(Dataset entries)
——
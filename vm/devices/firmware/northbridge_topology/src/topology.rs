// Copyright (c) Microsoft Corporation.
// Licensed under the MIT License.

//! The discovered node/link tree.

use crate::FatalError;
use crate::config::NorthbridgeConfig;
use crate::config_space::ConfigSpace;
use crate::config_space::Function;
use crate::config_space::FunctionHandle;
use crate::pairs::PairSlot;
use alloc::vec::Vec;
use arrayvec::ArrayVec;
use memory_range::MemoryRange;
use northbridge_defs::f0;
use northbridge_defs::f1;
use northbridge_defs::f1::DramAddressWord;

/// Maximum number of nodes the interconnect can address.
pub const MAX_NODES: usize = 8;

/// Number of links every present node is normalized to.
pub const LINKS_PER_NODE: u8 = 4;

/// Number of link numbers a register pair can route to.
pub const MAX_LINKS: u8 = 8;

/// The kind of address window a link requests.
#[derive(Debug, Copy, Clone, PartialEq, Eq, PartialOrd, Ord)]
pub enum WindowKind {
    /// I/O port space.
    Io,
    /// Prefetchable memory.
    PrefetchableMemory,
    /// Non-prefetchable memory.
    Memory,
}

impl WindowKind {
    /// All kinds, in the order windows are requested.
    pub const ALL: [WindowKind; 3] = [
        WindowKind::Io,
        WindowKind::PrefetchableMemory,
        WindowKind::Memory,
    ];

    const fn index(self) -> usize {
        match self {
            WindowKind::Io => 0,
            WindowKind::PrefetchableMemory => 1,
            WindowKind::Memory => 2,
        }
    }

    /// Returns true for the two memory kinds.
    pub const fn is_memory(self) -> bool {
        !matches!(self, WindowKind::Io)
    }
}

/// One address space request of a device behind a link.
#[derive(Debug, Clone, PartialEq, Eq)]
pub struct ChildResource {
    /// The window this request is satisfied from.
    pub kind: WindowKind,
    /// Size in bytes.
    pub size: u64,
    /// Required alignment in bytes, a power of two.
    pub align: u64,
    /// The range handed to the device, once the link window is placed.
    pub assigned: Option<MemoryRange>,
}

impl ChildResource {
    /// Returns a new unassigned request.
    ///
    /// `align` is raised to at least 1 and rounded to a power of two.
    pub fn new(kind: WindowKind, size: u64, align: u64) -> Self {
        Self {
            kind,
            size,
            align: align.max(1).next_power_of_two(),
            assigned: None,
        }
    }
}

/// A device discovered behind a link.
#[derive(Debug, Clone, PartialEq, Eq)]
pub struct ChildDevice {
    /// Bus number the device was found on.
    pub bus: u8,
    /// Device/function number.
    pub devfn: u8,
    /// Address space requests.
    pub resources: Vec<ChildResource>,
}

/// Lifecycle of a link window.
#[derive(Debug, Copy, Clone, PartialEq, Eq)]
pub enum WindowState {
    /// Requested but not yet placed.
    Requested,
    /// Placed in the address space.
    Assigned,
    /// Written to the register pair.
    Stored,
}

/// An address window requested by a link, backed by a register pair.
#[derive(Debug, Clone, PartialEq, Eq)]
pub struct Window {
    /// Register pair reserved for this window.
    pub slot: PairSlot,
    /// Window kind.
    pub kind: WindowKind,
    /// Base address, valid once assigned.
    pub base: u64,
    /// Size in bytes.
    pub size: u64,
    /// Minimum alignment in bytes.
    pub align: u64,
    /// Size granularity in bytes.
    pub granularity: u64,
    /// Highest address the window may reach.
    pub limit: u64,
    /// Lifecycle state.
    pub state: WindowState,
}

impl Window {
    /// The window's address range.
    pub fn range(&self) -> MemoryRange {
        MemoryRange::from_base_len(self.base, self.size)
    }

    /// Returns true once the window has a base address.
    pub fn is_assigned(&self) -> bool {
        self.state != WindowState::Requested
    }
}

/// A bridged connection from a node to downstream devices.
#[derive(Debug, Clone, PartialEq, Eq)]
pub struct Link {
    link_num: u8,
    /// First bus number behind the link.
    pub secondary_bus: u8,
    /// Last bus number behind the link.
    pub subordinate_bus: u8,
    /// VGA enable is set in the link's bridge control.
    pub vga: bool,
    /// Devices discovered behind the link.
    pub children: Vec<ChildDevice>,
    windows: [Option<Window>; 3],
}

impl Link {
    /// Returns an empty link.
    ///
    /// A link only joins a node through [`Node::insert_link`], which
    /// rejects link numbers of [`MAX_LINKS`] and above.
    pub fn new(link_num: u8) -> Self {
        Self {
            link_num,
            secondary_bus: 0,
            subordinate_bus: 0,
            vga: false,
            children: Vec::new(),
            windows: [None, None, None],
        }
    }

    /// Adds a device discovered behind this link.
    pub fn add_child(&mut self, child: ChildDevice) {
        self.children.push(child);
    }

    /// Link number within the node.
    pub fn link_num(&self) -> u8 {
        self.link_num
    }

    /// Returns true if any devices were discovered behind the link.
    pub fn has_children(&self) -> bool {
        !self.children.is_empty()
    }

    /// The window of the given kind, if one was requested.
    pub fn window(&self, kind: WindowKind) -> Option<&Window> {
        self.windows[kind.index()].as_ref()
    }

    /// The window of the given kind, if one was requested.
    pub fn window_mut(&mut self, kind: WindowKind) -> Option<&mut Window> {
        self.windows[kind.index()].as_mut()
    }

    /// Records a window request.
    pub fn set_window(&mut self, window: Window) {
        let index = window.kind.index();
        self.windows[index] = Some(window);
    }

    /// All requested windows.
    pub fn windows(&self) -> impl Iterator<Item = &Window> {
        self.windows.iter().flatten()
    }
}

/// One interconnect endpoint.
#[derive(Debug, Clone, PartialEq, Eq)]
pub struct Node {
    /// Node id.
    pub id: u8,
    /// Packed DRAM base word.
    pub dram_base: DramAddressWord,
    /// Packed DRAM limit word. Bit 0 is the node's DRAM enable.
    pub dram_mask: DramAddressWord,
    functions: [Option<FunctionHandle>; Function::COUNT],
    links: Vec<Link>,
}

impl Node {
    fn new(id: u8) -> Self {
        Self {
            id,
            dram_base: DramAddressWord::new(),
            dram_mask: DramAddressWord::new(),
            functions: [None; Function::COUNT],
            links: Vec::new(),
        }
    }

    /// The handle for `function`, if it responded to the probe.
    pub fn function(&self, function: Function) -> Option<FunctionHandle> {
        self.functions[function.number() as usize]
    }

    /// The node's links, ordered by link number.
    pub fn links(&self) -> &[Link] {
        &self.links
    }

    /// The node's links, ordered by link number.
    pub fn links_mut(&mut self) -> &mut [Link] {
        &mut self.links
    }

    /// The link numbered `link_num`.
    pub fn link(&self, link_num: u8) -> Option<&Link> {
        self.links.iter().find(|l| l.link_num == link_num)
    }

    /// The link numbered `link_num`.
    pub fn link_mut(&mut self, link_num: u8) -> Option<&mut Link> {
        self.links.iter_mut().find(|l| l.link_num == link_num)
    }

    /// Adds a discovered link, keeping the list ordered by link number.
    ///
    /// Replaces an existing link with the same number. Fails if the link
    /// number cannot be routed to by a register pair.
    pub fn insert_link(&mut self, link: Link) -> Result<(), FatalError> {
        if link.link_num >= MAX_LINKS {
            tracing::error!(node = self.id, link = link.link_num, "link number out of range");
            return Err(FatalError::LinkOutOfRange {
                node: self.id,
                link: link.link_num,
            });
        }
        match self.links.binary_search_by_key(&link.link_num, |l| l.link_num) {
            Ok(i) => self.links[i] = link,
            Err(i) => self.links.insert(i, link),
        }
        Ok(())
    }

    /// Extends the link list so that links `0..total` all exist.
    ///
    /// Existing links keep their identity and order; missing link numbers
    /// are filled with empty placeholders. Failure to obtain storage is
    /// fatal, since nothing downstream can run without the link list.
    pub fn ensure_link_count(&mut self, total: u8) -> Result<(), FatalError> {
        if total > MAX_LINKS {
            tracing::error!(node = self.id, total, "link count out of range");
            return Err(FatalError::LinkOutOfRange {
                node: self.id,
                link: total - 1,
            });
        }
        let missing = (0..total)
            .filter(|n| self.link(*n).is_none())
            .count();
        if missing == 0 {
            return Ok(());
        }

        if let Err(err) = self.links.try_reserve(missing) {
            tracing::error!(node = self.id, total, "couldn't allocate more links");
            return Err(FatalError::LinkStorage {
                node: self.id,
                requested: total,
                source: err,
            });
        }

        for link_num in 0..total {
            if self.link(link_num).is_none() {
                self.insert_link(Link::new(link_num))?;
            }
        }
        Ok(())
    }

    /// The node's DRAM range, or `None` if the node has no DRAM enabled.
    pub fn dram_range(&self) -> Option<MemoryRange> {
        if !self.dram_mask.enable() {
            return None;
        }
        // The limit names the last 128 MiB block, inclusive.
        let base = self.dram_base.address();
        let limit = (u64::from(self.dram_mask.addr_47_27()) + 1) << 27;
        MemoryRange::try_new(base..limit).ok()
    }
}

/// The discovered interconnect.
///
/// Built once by [`Topology::probe`]; the bus-probe collaborator then adds
/// links and children. DRAM extents and enable flags do not change after
/// probing.
#[derive(Debug, Clone)]
pub struct Topology {
    nodes: ArrayVec<Node, MAX_NODES>,
    node_count: u8,
    sb_link: u8,
    responsive_nodes: u8,
}

impl Topology {
    /// Probes the northbridge functions of every node and reads the system
    /// configuration.
    ///
    /// Fails if node 0's function 0 or 1 is missing, since no address map
    /// can be built without them.
    pub fn probe(
        cfg: &impl ConfigSpace,
        config: &NorthbridgeConfig,
    ) -> Result<Self, FatalError> {
        let max_nodes = config.max_nodes.min(MAX_NODES as u8);
        let mut nodes = ArrayVec::new();
        let mut responsive_nodes = 0;
        for id in 0..max_nodes {
            let mut node = Node::new(id);
            for function in Function::ALL {
                let handle = cfg.probe(id, function).map(|state| FunctionHandle {
                    node: id,
                    function,
                    enabled: state.enabled,
                });
                if let Some(handle) = &handle {
                    tracing::debug!(
                        node = id,
                        devfn = handle.devfn(),
                        enabled = handle.enabled,
                        "found northbridge function"
                    );
                }
                node.functions[function.number() as usize] = handle;
            }
            if node.function(Function::Ht).is_some() && node.function(Function::AddressMap).is_some()
            {
                responsive_nodes = id + 1;
            }
            nodes.push(node);
        }

        let host_bridge_present = nodes.first().is_some_and(|n: &Node| {
            n.function(Function::Ht).is_some() && n.function(Function::AddressMap).is_some()
        });
        if !host_bridge_present || responsive_nodes == 0 {
            tracing::error!(
                device = northbridge_defs::NODE_DEVICE_BASE,
                "cannot find node 0 northbridge functions 0 and 1"
            );
            return Err(FatalError::MissingHostBridge);
        }

        let node_id = f0::NodeId::from(cfg.read_u32(0, Function::Ht, f0::NODE_ID));
        let unit_id = f0::UnitId::from(cfg.read_u32(0, Function::Ht, f0::UNIT_ID));
        let node_count = (node_id.node_cnt() + 1).min(max_nodes);
        let sb_link = unit_id.sb_link();

        // The DRAM map is replicated; node 0's copy describes every node.
        for node in nodes.iter_mut().take(node_count as usize) {
            let stride = u16::from(node.id) * f1::DRAM_PAIR_STRIDE;
            let read = |offset: u16| cfg.read_u32(0, Function::AddressMap, offset + stride);
            let base = f1::DramBase::from(read(f1::DRAM_BASE_LOW));
            let limit = f1::DramLimit::from(read(f1::DRAM_LIMIT_LOW));
            let base_high = f1::DramHigh::from(read(f1::DRAM_BASE_HIGH));
            let limit_high = f1::DramHigh::from(read(f1::DRAM_LIMIT_HIGH));
            node.dram_base = DramAddressWord::from_parts(base.base_39_24(), base_high.addr_47_40());
            node.dram_mask =
                DramAddressWord::from_parts(limit.limit_39_24(), limit_high.addr_47_40())
                    .with_enable(base.re());
        }

        for node in nodes.iter_mut() {
            if node.function(Function::Ht).is_some() {
                node.ensure_link_count(LINKS_PER_NODE)?;
            }
        }

        tracing::info!(node_count, sb_link, responsive_nodes, "probed interconnect");

        Ok(Self {
            nodes,
            node_count,
            sb_link,
            responsive_nodes,
        })
    }

    /// Number of nodes reported by the system configuration register.
    pub fn node_count(&self) -> u8 {
        self.node_count
    }

    /// Number of leading node slots whose functions 0 and 1 responded.
    pub fn responsive_nodes(&self) -> u8 {
        self.responsive_nodes
    }

    /// The link on node 0 connected to the southbridge.
    pub fn sb_link(&self) -> u8 {
        self.sb_link
    }

    /// All probed node slots, in ascending id order.
    pub fn nodes(&self) -> &[Node] {
        &self.nodes
    }

    /// All probed node slots, in ascending id order.
    pub fn nodes_mut(&mut self) -> &mut [Node] {
        &mut self.nodes
    }

    /// Nodes reported by the system configuration register.
    pub fn active_nodes(&self) -> impl Iterator<Item = &Node> {
        self.nodes.iter().take(self.node_count as usize)
    }

    /// The node with id `id`.
    pub fn node(&self, id: u8) -> Option<&Node> {
        self.nodes.get(id as usize)
    }

    /// The node with id `id`.
    pub fn node_mut(&mut self, id: u8) -> Option<&mut Node> {
        self.nodes.get_mut(id as usize)
    }

    /// The link `link_num` of node `node`.
    pub fn link_mut(&mut self, node: u8, link_num: u8) -> Option<&mut Link> {
        self.node_mut(node)?.link_mut(link_num)
    }

    /// Extends node `node`'s link list to `total` links.
    ///
    /// A node id outside the probed range is ignored.
    pub fn ensure_link_count(&mut self, node: u8, total: u8) -> Result<(), FatalError> {
        match self.node_mut(node) {
            Some(node) => node.ensure_link_count(total),
            None => Ok(()),
        }
    }
}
——
Your reply must contain exactly the lines from the first line of the data through the line holding "use northbridge_defs::f1::DramAddressWord;", and nothing more.

filename vm/devices/firmware/northbridge_topology/src/topology.rs
// Copyright (c) Microsoft Corporation.
// Licensed under the MIT License.

//! The discovered node/link tree.

use crate::FatalError;
use crate::config::NorthbridgeConfig;
use crate::config_space::ConfigSpace;
use crate::config_space::Function;
use crate::config_space::FunctionHandle;
use crate::pairs::PairSlot;
use alloc::vec::Vec;
use arrayvec::ArrayVec;
use memory_range::MemoryRange;
use northbridge_defs::f0;
use northbridge_defs::f1;
use northbridge_defs::f1::DramAddressWord;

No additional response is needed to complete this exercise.